Nordische Ski-WM: Oberstdorf bleibt ohne Zuschauer auf den Kosten sitzen
Icon: vergrößernKatharina Althaus auf der Großschanze in ihrer Heimat Oberstdorf
Foto: Dieter Mayr / DER SPIEGEL
Hans Schmid steht auf dem Podest neben der Großschanze und schaut hinab in das leere Skisprungstadion von Oberstdorf. Um ihn herum ein Panorama wie von einer Postkarte, mit Blick auf das Riedberger Horn und den Hochgrat. Ein Ausblick, den auch die Athletinnen und Athleten haben, kurz vor dem Sprung. Schmid trägt eine dunkle Multifunktionsjacke, seine grauen Haare wehen leicht im Wind. Er ist voller Vorfreude, aber auch voller Wehmut. Sein Heimatort trägt die größte Sportveranstaltung aus, die in Deutschland in diesem Jahr stattfindet. Aber das ersehnte Wintermärchen wird es nicht werden.
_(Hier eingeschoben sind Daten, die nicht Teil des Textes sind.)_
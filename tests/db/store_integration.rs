#[path = "../common/mod.rs"]
mod common;

use common::{seed_face, seed_photo, setup_test_db};
use nazr_people::db::{query, writer, Db};
use nazr_people::faces::store::{build_store, EmbeddingStore, NearestQuery};
use nazr_people::faces::vector::normalize;
use nazr_people::utils::config::SearchBackend;

/// Deterministic xorshift so both strategies see the same corpus.
struct Rng(u64);

impl Rng {
    fn next_f32(&mut self) -> f32 {
        self.0 ^= self.0 << 13;
        self.0 ^= self.0 >> 7;
        self.0 ^= self.0 << 17;
        (self.0 >> 40) as f32 / (1u64 << 24) as f32 * 2.0 - 1.0
    }

    fn vector(&mut self, dim: usize) -> Vec<f32> {
        normalize(&(0..dim).map(|_| self.next_f32()).collect::<Vec<_>>())
    }
}

async fn seed_corpus(db: &Db, n: usize, dim: usize) -> Vec<i64> {
    let mut rng = Rng(0x9E37_79B9_7F4A_7C15);
    let photo = seed_photo(db, "corpus.jpg").await;
    let mut ids = Vec::with_capacity(n);
    for i in 0..n {
        let confidence = if i % 7 == 0 { 0.3 } else { 0.9 };
        ids.push(seed_face(db, photo, Some(rng.vector(dim)), confidence).await);
    }
    ids
}

fn stores(db: &Db) -> [std::sync::Arc<dyn EmbeddingStore>; 2] {
    [build_store(SearchBackend::Linear, db.clone()), build_store(SearchBackend::Indexed, db.clone())]
}

#[tokio::test]
async fn test_strategies_return_identical_rankings() {
    let (_tmp, db) = setup_test_db();
    let ids = seed_corpus(&db, 120, 16).await;
    let assigned: Vec<i64> = ids.iter().copied().step_by(5).collect();
    let person = {
        let assigned = assigned.clone();
        db.run(move |conn| Ok(writer::create_person_with_faces(conn, None, &assigned)?.0)).await.unwrap()
    };
    assert!(person > 0);
    let ignored = vec![ids[1], ids[2]];
    db.run(move |conn| writer::set_faces_ignored(conn, &ignored, true)).await.unwrap();

    let (a_id, b_id) = (ids[3], ids[4]);
    let queries = db
        .run(move |conn| {
            let faces = query::get_faces(conn, &[a_id, b_id])?;
            Ok(faces.into_iter().filter_map(|f| f.embedding).collect::<Vec<_>>())
        })
        .await
        .unwrap();

    for unassigned_only in [false, true] {
        for threshold in [0.0, 0.1, 0.3, 0.5] {
            let make = || NearestQuery {
                queries: queries.clone(),
                threshold,
                limit: 25,
                exclude_ids: vec![a_id, b_id],
                min_confidence: 0.5,
                unassigned_only,
            };
            let [linear, indexed] = stores(&db);
            let l = linear.find_nearest(make()).await.unwrap();
            let i = indexed.find_nearest(make()).await.unwrap();
            assert_eq!(l, i, "threshold {threshold}, unassigned_only {unassigned_only}");
            assert!(l.len() <= 25);
            assert!(l.windows(2).all(|w| w[0].similarity >= w[1].similarity));
            assert!(l.iter().all(|n| n.similarity >= threshold && n.face_id != a_id && n.face_id != b_id));
            assert!(l.iter().all(|n| n.face_id != ids[1] && n.face_id != ids[2]));
            if unassigned_only {
                assert!(l.iter().all(|n| n.person_id.is_none()));
            }
        }
    }
}

#[tokio::test]
async fn test_prototype_search_matches_across_strategies() {
    let (_tmp, db) = setup_test_db();
    let mut rng = Rng(42);
    let mut persons = Vec::new();
    for _ in 0..12 {
        let prototype = rng.vector(8);
        let pid = db
            .run(move |conn| {
                let pid = writer::insert_person(conn, None, false)?;
                writer::upsert_prototype(conn, pid, &prototype, 1)?;
                Ok(pid)
            })
            .await
            .unwrap();
        persons.push(pid);
    }
    let target = db.run({
        let pid = persons[0];
        move |conn| query::get_person_prototype(conn, pid)
    })
    .await
    .unwrap()
    .unwrap();

    let [linear, indexed] = stores(&db);
    for threshold in [0.0, 0.2, 0.6] {
        let l = linear.find_nearest_prototypes(target.clone(), threshold, 5, Some(persons[0])).await.unwrap();
        let i = indexed.find_nearest_prototypes(target.clone(), threshold, 5, Some(persons[0])).await.unwrap();
        assert_eq!(l, i, "threshold {threshold}");
        assert!(l.iter().all(|m| m.person_id != persons[0]));
    }
    let with_self = indexed.find_nearest_prototypes(target, 0.99, 1, None).await.unwrap();
    assert_eq!(with_self.len(), 1);
    assert_eq!(with_self[0].person_id, persons[0]);
}

#[tokio::test]
async fn test_empty_queries_and_zero_limit() {
    let (_tmp, db) = setup_test_db();
    seed_corpus(&db, 10, 4).await;
    for store in stores(&db) {
        let empty = NearestQuery {
            queries: vec![vec![]],
            threshold: 0.0,
            limit: 10,
            exclude_ids: vec![],
            min_confidence: 0.0,
            unassigned_only: false,
        };
        assert!(store.find_nearest(empty).await.unwrap().is_empty());
        let hits = store.find_nearest_for_vector(vec![1.0, 0.0, 0.0, 0.0], 0.0, 0, None, 0.0).await.unwrap();
        assert!(hits.is_empty(), "{}", store.strategy());
    }
}
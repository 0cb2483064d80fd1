pub mod batch;
pub mod cluster;
pub mod duplicates;
pub mod ingest;
pub mod prototype;
pub mod search;
pub mod settings;
pub mod store;
pub mod vector;
pub mod handlers;
pub mod handlers_cluster;
pub mod handlers_face;
pub mod routes;

use axum::extract::rejection::{JsonRejection, PathRejection, QueryRejection};
use axum::extract::{FromRequest, FromRequestParts};
use axum::http::StatusCode;
use axum::response::{IntoResponse, Response};
use serde::Deserialize;
use serde_json::json;

use crate::error::FaceError;

/// Wrapper that turns a `FaceError` into a JSON error response.
pub struct ApiError(pub FaceError);

impl From<FaceError> for ApiError {
    fn from(e: FaceError) -> Self {
        ApiError(e)
    }
}

impl IntoResponse for ApiError {
    fn into_response(self) -> Response {
        let status = self.0.status_code();
        let status_code = StatusCode::from_u16(status).unwrap_or(StatusCode::INTERNAL_SERVER_ERROR);
        if status_code.is_server_error() {
            tracing::error!(error = %self.0, status, "server error");
        } else if status_code.is_client_error() {
            tracing::warn!(error = %self.0, status, "client error");
        }
        let body = json!({
            "error": self.0.to_string(),
            "kind": self.0.kind(),
        });
        (status_code, axum::Json(body)).into_response()
    }
}

impl From<JsonRejection> for ApiError {
    fn from(rejection: JsonRejection) -> Self {
        ApiError(FaceError::invalid(format!("invalid request body: {}", rejection.body_text())))
    }
}

impl From<QueryRejection> for ApiError {
    fn from(rejection: QueryRejection) -> Self {
        ApiError(FaceError::invalid(format!("invalid query: {}", rejection.body_text())))
    }
}

impl From<PathRejection> for ApiError {
    fn from(rejection: PathRejection) -> Self {
        ApiError(FaceError::invalid(format!("invalid path: {}", rejection.body_text())))
    }
}

/// `axum::Json` extractor whose rejections carry the `{error, kind}` body.
#[derive(FromRequest)]
#[from_request(via(axum::Json), rejection(ApiError))]
pub struct ApiJson<T>(pub T);

#[derive(FromRequestParts)]
#[from_request(via(axum::extract::Query), rejection(ApiError))]
pub struct ApiQuery<T>(pub T);

#[derive(FromRequestParts)]
#[from_request(via(axum::extract::Path), rejection(ApiError))]
pub struct ApiPath<T>(pub T);

pub type ApiResult<T> = std::result::Result<axum::Json<T>, ApiError>;

/// Body shared by every endpoint that takes a list of face ids.
#[derive(Debug, Deserialize)]
#[serde(rename_all = "camelCase")]
pub struct FaceIdsBody {
    #[serde(default)]
    pub face_ids: Vec<i64>,
}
In wenigen Tagen ist Oberstdorf Gastgeber der Nordischen Ski-Weltmeisterschaft. Das Winterfest der Skispringer, Langläufer und Nordischen Kombinierer findet zum dritten Mal nach 1987 und 2005 in dem Touristenort im Oberallgäu mit seinen 10.000 Einwohnern statt. 55.000 Tickets hatte der Veranstalter schon verkauft. Dass die WM Corona-bedingt deutlich abgespeckter ausfallen würde, war allen Beteiligten seit vergangenem Frühjahr klar. Seit Mitte Januar steht fest, dass bei der WM keine Zuschauer erlaubt sind. Pappaufsteller zieren stattdessen die Zuschauerränge. »Papplikum« nennt es der Veranstalter.